What you should do ::
Set down, character for character, everything in the records below from the line holding "earliest allowed date." down to the line holding "let offset = FixedOffset::east_opt(config.utc_offset_minutes", and no other line.

╭──

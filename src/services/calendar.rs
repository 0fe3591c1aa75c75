//! Requested-date validation against the portal's calendar.

use chrono::{FixedOffset, NaiveDate, Offset, Utc};

use crate::config::CalendarConfig;
use crate::error::DateError;

/// Format accepted from callers.
pub const INPUT_FORMAT: &str = "%Y-%m-%d";
/// Format the portal's date inputs expect; also the cache key.
pub const DISPLAY_FORMAT: &str = "%d/%m/%Y";
const READABLE_FORMAT: &str = "%B %d, %Y";

/// A date that passed validation.
#[derive(Debug, Clone, PartialEq, Eq)]
pub struct ValidatedDate {
    pub date: NaiveDate,
    /// `dd/mm/yyyy`
    pub display: String,
    /// e.g. "March 15, 2024"
    pub readable: String,
}

impl ValidatedDate {
    fn new(date: NaiveDate) -> Self {
        Self {
            date,
            display: date.format(DISPLAY_FORMAT).to_string(),
            readable: date.format(READABLE_FORMAT).to_string(),
        }
    }
}

/// Timezone-aware notion of "today" plus the earliest allowed date.
#[derive(Debug, Clone)]
pub struct Calendar {
    offset: FixedOffset,
    min_date: NaiveDate,
    pinned_today: Option<NaiveDate>,
}

impl Calendar {
    pub fn new(config: &CalendarConfig) -> Self {
        let offset = FixedOffset::east_opt(config.utc_offset_minutes * 60)
            .unwrap_or_else(|| Utc.fix());
        Self {
            offset,
            min_date: config.min_date,
            pinned_today: None,
        }
    }

    /// Pin "today" to a fixed date instead of the wall clock.
    pub fn with_today(mut self, today: NaiveDate) -> Self {
        self.pinned_today = Some(today);
        self
    }

    pub fn today(&self) -> NaiveDate {
        self.pinned_today
            .unwrap_or_else(|| Utc::now().with_timezone(&self.offset).date_naive())
    }

    /// Display form of today, for comparison against cache keys.
    pub fn today_display(&self) -> String {
        self.today().format(DISPLAY_FORMAT).to_string()
    }

    pub fn is_today(&self, display_date: &str) -> bool {
        self.today_display() == display_date
    }

    /// Parse `YYYY-MM-DD` and bounds-check it.
    pub fn validate(&self, input: &str) -> Result<ValidatedDate, DateError> {
        let date = NaiveDate::parse_from_str(input.trim(), INPUT_FORMAT)
            .map_err(|_| DateError::InvalidFormat(input.to_string()))?;

        if date > self.today() {
            return Err(DateError::FutureDate(date));
        }
        if date < self.min_date {
            return Err(DateError::TooOld {
                date,
                floor: self.min_date,
            });
        }

        Ok(ValidatedDate::new(date))
    }
}

impl Default for Calendar {
    fn default() -> Self {
        Self::new(&CalendarConfig::default())
    }
}

#[cfg(test)]
mod tests {
    use super::*;

    fn calendar() -> Calendar {
        Calendar::default().with_today(NaiveDate::from_ymd_opt(2024, 3, 20).unwrap())
    }

    #[test]
    fn test_valid_date() {
        let d = calendar().validate("2024-03-15").unwrap();
        assert_eq!(d.display, "15/03/2024");
        assert_eq!(d.readable, "March 15, 2024");
    }

    #[test]
    fn test_today_is_allowed() {
        assert!(calendar().validate("2024-03-20").is_ok());
        assert!(calendar().is_today("20/03/2024"));
        assert!(!calendar().is_today("19/03/2024"));
    }

    #[test]
    fn test_invalid_format() {
        for input in ["15/03/2024", "2024-13-01", "", "yesterday"] {
            assert!(matches!(
                calendar().validate(input),
                Err(DateError::InvalidFormat(_))
            ));
        }
    }

    #[test]
    fn test_future_date() {
        assert!(matches!(
            calendar().validate("2024-03-21"),
            Err(DateError::FutureDate(_))
        ));
    }

    #[test]
    fn test_too_old() {
        assert!(matches!(
            calendar().validate("2009-12-31"),
            Err(DateError::TooOld { .. })
        ));
        assert!(calendar().validate("2010-01-01").is_ok());
    }

    #[test]
    fn test_offset_shifts_today() {
        let config = CalendarConfig {
            utc_offset_minutes: 14 * 60,
            ..Default::default()
        };
        let ahead = Calendar::new(&config).today();
        let utc = Utc::now().date_naive();
        assert!(ahead >= utc);
    }
}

╰──

Answer for this exercise ::
/// Timezone-aware notion of "today" plus the earliest allowed date.
#[derive(Debug, Clone)]
pub struct Calendar {
    offset: FixedOffset,
    min_date: NaiveDate,
    pinned_today: Option<NaiveDate>,
}

impl Calendar {
    pub fn new(config: &CalendarConfig) -> Self {
        let offset = FixedOffset::east_opt(config.utc_offset_minutes * 60)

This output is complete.